## What to produce:
Look through the data below and work out how many lines hold "SecondaryIndex"; state only the number.

╭─ Input data

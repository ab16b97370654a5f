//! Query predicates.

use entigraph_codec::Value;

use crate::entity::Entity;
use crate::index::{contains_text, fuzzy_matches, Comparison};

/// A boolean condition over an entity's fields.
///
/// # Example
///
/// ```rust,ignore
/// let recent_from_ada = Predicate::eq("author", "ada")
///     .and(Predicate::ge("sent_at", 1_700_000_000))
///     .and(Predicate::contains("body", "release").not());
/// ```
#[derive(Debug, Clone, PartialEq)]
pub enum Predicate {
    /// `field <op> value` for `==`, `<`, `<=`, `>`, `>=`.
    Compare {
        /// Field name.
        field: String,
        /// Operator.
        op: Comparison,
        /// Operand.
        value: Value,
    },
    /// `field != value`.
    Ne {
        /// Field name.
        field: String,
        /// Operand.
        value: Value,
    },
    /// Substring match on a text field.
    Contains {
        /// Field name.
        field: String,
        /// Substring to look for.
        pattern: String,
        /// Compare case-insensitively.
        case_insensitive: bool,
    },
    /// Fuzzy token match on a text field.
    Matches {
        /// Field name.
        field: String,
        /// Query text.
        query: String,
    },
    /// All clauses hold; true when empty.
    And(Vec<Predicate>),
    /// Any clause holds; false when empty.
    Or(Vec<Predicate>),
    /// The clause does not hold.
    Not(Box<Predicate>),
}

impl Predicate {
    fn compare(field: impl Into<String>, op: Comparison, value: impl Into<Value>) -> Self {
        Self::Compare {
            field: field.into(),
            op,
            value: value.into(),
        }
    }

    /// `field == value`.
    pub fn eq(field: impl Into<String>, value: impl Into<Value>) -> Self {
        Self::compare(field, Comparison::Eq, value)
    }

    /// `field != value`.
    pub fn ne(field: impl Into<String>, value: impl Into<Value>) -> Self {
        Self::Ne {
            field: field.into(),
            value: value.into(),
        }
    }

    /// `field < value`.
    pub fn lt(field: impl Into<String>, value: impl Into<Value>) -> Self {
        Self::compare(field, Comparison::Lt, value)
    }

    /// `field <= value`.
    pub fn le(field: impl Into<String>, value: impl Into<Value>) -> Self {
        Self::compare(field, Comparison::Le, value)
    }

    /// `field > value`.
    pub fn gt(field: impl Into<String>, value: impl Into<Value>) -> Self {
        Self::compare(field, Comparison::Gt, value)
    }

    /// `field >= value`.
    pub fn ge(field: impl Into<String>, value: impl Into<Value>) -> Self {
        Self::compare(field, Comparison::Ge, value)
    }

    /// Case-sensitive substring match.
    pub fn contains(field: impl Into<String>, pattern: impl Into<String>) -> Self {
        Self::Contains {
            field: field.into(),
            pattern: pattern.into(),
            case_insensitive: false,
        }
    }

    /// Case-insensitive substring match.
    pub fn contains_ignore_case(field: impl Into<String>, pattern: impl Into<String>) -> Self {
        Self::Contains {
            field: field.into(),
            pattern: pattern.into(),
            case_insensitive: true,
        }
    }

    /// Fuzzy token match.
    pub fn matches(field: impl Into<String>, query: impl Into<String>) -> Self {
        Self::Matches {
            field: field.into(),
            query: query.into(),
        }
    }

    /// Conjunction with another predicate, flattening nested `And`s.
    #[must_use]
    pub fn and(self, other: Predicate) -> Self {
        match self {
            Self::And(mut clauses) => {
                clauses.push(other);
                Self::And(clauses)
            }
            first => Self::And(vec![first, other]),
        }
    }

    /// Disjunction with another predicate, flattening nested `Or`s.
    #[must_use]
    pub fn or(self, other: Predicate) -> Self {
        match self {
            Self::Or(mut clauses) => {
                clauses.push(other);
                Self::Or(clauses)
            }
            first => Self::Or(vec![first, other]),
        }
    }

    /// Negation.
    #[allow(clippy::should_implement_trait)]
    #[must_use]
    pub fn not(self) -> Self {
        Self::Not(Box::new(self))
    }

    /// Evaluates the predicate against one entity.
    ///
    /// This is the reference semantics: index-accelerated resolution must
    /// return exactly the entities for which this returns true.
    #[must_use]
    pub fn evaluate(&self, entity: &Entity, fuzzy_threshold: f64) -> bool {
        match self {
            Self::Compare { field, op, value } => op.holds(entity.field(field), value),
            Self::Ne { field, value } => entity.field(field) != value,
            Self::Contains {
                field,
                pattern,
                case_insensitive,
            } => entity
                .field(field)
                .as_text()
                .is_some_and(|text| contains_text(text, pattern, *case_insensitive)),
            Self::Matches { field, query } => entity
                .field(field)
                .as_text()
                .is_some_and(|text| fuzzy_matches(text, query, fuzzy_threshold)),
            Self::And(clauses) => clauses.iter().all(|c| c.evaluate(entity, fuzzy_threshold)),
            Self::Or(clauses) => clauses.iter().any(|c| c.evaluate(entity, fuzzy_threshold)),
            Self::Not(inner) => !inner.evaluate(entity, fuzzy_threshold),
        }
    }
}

╰─
╭─ Input data

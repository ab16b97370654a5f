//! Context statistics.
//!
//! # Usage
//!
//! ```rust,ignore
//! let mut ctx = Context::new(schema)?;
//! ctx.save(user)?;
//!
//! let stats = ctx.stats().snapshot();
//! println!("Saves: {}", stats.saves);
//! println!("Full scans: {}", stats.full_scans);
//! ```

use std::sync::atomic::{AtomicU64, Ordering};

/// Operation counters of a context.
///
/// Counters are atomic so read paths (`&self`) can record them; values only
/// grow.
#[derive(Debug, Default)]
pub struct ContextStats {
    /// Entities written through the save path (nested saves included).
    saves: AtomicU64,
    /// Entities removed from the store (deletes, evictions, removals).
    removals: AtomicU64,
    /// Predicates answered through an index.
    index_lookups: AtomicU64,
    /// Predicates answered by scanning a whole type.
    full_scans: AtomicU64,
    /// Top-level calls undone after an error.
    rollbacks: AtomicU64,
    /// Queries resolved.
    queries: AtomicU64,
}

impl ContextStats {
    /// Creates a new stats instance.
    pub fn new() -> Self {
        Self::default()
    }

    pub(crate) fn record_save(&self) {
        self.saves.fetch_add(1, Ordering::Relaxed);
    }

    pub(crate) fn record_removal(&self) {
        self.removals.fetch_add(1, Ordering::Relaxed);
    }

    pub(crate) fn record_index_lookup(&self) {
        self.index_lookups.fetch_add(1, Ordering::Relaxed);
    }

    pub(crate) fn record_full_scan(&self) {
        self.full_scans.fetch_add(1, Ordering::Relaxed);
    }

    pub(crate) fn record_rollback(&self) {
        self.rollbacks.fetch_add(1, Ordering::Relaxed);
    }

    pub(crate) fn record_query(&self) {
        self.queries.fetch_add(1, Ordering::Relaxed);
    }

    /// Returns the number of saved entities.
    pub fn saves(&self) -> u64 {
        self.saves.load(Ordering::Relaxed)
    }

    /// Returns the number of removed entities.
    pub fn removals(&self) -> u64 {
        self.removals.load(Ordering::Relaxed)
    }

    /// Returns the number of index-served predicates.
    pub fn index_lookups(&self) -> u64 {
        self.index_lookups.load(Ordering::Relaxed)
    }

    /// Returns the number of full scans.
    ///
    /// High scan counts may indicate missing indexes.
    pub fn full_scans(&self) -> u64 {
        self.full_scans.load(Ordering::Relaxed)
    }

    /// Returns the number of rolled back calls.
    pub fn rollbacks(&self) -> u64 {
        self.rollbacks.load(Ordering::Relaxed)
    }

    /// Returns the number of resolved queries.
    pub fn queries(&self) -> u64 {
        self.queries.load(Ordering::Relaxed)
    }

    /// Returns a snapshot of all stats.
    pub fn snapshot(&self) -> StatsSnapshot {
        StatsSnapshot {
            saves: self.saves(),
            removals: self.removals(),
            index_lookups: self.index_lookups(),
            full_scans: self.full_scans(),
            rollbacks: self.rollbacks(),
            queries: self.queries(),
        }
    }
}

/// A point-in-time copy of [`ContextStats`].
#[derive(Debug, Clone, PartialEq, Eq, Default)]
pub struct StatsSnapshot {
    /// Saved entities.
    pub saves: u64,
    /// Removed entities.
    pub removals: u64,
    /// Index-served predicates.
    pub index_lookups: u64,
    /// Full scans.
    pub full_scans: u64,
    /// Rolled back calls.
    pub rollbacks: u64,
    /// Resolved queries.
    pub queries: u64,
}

╰─
╭─ Input data

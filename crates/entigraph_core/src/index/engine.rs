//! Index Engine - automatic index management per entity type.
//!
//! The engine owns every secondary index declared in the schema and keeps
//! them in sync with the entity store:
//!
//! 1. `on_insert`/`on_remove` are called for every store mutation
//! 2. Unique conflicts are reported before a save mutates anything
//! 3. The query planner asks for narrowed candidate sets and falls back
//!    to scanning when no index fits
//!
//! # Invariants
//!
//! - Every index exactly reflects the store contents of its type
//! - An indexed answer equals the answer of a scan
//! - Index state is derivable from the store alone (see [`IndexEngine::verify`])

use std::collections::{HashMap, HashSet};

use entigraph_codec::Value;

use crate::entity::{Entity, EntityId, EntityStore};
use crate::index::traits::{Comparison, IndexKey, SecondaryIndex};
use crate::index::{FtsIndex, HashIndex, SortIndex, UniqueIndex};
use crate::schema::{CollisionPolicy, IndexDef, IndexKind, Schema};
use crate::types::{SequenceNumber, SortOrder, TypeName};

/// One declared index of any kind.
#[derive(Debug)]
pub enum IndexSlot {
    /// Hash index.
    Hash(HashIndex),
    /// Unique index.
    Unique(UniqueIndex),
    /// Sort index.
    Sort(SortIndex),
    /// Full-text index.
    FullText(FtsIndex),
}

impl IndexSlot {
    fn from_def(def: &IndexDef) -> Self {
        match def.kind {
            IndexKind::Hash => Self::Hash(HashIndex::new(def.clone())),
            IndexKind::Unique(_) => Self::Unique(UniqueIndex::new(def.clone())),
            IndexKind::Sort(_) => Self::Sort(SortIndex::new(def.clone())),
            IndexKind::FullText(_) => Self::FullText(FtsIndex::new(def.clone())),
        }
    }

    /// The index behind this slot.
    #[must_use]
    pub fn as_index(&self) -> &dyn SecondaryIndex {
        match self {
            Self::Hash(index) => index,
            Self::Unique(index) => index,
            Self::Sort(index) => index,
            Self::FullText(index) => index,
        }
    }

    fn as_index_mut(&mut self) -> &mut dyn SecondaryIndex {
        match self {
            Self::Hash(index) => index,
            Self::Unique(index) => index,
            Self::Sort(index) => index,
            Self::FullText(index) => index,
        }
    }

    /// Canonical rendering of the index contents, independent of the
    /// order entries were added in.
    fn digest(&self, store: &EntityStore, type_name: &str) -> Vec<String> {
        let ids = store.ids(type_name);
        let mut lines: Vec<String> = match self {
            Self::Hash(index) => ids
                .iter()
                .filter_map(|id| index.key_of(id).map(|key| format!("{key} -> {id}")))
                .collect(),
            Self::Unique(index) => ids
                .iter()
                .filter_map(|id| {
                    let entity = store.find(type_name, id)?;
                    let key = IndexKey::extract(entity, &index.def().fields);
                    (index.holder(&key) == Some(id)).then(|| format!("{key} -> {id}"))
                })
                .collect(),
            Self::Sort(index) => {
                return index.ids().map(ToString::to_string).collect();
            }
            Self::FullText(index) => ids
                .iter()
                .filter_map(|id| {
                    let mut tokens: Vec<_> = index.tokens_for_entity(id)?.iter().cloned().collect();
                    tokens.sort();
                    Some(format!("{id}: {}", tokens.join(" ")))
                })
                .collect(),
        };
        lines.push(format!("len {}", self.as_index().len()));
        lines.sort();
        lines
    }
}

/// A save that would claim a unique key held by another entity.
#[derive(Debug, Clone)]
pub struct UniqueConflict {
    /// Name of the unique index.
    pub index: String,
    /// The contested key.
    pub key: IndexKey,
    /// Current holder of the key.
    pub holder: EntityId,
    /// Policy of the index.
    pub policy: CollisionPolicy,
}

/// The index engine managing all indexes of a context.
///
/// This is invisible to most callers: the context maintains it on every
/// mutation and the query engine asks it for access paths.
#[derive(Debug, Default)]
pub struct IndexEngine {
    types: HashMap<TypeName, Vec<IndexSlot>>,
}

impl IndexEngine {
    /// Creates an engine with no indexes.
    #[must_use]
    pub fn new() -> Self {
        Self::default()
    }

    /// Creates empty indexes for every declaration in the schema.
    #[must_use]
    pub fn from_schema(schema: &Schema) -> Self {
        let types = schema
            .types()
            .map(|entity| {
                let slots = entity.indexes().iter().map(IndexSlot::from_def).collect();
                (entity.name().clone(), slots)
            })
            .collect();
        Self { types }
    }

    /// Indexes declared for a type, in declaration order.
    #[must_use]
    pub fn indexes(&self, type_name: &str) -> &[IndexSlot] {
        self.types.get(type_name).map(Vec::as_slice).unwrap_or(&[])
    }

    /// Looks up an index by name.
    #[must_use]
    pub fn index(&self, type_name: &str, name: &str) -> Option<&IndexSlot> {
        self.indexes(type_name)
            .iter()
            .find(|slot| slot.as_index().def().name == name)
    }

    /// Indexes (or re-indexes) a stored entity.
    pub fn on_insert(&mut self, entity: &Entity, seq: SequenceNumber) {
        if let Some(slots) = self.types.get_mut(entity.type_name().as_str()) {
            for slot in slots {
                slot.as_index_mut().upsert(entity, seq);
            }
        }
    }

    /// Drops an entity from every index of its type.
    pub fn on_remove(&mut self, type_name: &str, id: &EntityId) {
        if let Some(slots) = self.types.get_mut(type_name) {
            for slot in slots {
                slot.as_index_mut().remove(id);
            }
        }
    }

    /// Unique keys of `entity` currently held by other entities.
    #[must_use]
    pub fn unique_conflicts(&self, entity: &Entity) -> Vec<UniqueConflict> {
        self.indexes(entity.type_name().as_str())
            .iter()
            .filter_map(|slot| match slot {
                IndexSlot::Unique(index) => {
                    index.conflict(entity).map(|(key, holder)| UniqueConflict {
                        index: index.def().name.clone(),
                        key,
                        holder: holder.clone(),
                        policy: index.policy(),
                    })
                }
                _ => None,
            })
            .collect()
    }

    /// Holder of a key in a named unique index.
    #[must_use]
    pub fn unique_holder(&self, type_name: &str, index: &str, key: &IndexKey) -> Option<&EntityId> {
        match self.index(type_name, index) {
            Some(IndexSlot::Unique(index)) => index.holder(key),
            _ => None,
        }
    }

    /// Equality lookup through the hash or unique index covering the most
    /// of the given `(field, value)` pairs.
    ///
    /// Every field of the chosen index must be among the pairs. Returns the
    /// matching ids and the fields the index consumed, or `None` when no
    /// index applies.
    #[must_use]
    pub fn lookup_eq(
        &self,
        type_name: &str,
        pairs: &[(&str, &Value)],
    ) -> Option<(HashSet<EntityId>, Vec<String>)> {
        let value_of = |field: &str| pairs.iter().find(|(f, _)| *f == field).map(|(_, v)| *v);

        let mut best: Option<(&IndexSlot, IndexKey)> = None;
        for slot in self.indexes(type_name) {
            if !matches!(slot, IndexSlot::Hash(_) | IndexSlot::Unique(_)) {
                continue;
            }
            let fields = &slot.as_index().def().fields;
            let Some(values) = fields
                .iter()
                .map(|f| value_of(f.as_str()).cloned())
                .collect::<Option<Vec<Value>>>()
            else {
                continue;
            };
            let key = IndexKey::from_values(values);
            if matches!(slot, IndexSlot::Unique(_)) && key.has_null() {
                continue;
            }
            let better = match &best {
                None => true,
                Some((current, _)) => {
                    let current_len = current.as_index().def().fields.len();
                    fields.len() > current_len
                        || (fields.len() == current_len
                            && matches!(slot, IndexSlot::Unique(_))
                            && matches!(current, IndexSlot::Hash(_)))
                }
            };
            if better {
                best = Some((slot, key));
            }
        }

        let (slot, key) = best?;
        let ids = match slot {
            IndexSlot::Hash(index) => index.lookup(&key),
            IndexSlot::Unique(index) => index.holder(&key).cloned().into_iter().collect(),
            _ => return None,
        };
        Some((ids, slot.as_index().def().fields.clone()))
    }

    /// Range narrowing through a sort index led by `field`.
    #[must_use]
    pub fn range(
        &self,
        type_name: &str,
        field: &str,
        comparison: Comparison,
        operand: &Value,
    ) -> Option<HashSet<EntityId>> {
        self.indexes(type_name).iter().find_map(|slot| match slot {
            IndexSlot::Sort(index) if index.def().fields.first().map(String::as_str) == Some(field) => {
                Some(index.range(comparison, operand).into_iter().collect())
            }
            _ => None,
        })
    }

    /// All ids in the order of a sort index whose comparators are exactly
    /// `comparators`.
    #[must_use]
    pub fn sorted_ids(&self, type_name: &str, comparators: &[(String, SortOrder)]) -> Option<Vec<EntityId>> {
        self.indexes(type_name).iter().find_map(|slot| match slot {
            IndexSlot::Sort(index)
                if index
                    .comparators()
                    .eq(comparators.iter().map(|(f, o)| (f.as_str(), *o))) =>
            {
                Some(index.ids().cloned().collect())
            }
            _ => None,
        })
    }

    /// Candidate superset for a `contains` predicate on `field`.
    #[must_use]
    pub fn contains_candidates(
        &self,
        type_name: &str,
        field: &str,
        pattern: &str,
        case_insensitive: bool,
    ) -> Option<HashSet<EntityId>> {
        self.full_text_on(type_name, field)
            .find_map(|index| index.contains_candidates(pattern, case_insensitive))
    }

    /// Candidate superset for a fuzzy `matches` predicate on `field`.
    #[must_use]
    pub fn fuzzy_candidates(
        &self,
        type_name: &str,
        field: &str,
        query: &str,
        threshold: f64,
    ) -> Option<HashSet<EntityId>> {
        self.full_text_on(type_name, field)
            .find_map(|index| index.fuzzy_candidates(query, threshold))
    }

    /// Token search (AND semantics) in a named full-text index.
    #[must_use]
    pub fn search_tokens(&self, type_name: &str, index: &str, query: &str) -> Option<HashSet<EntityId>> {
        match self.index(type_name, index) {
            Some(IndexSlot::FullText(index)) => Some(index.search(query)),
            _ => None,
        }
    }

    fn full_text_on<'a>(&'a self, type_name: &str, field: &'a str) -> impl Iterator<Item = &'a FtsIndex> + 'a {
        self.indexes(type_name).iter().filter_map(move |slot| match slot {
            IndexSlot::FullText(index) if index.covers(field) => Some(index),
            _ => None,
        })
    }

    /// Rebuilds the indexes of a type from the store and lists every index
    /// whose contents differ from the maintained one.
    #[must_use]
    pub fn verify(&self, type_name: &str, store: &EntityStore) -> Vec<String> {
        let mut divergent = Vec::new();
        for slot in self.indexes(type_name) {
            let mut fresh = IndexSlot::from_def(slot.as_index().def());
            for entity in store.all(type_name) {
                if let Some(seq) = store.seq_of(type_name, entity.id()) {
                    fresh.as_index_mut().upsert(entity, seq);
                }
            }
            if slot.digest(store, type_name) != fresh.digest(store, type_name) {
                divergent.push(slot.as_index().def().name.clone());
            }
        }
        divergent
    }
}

╰─

## Expected answer:
3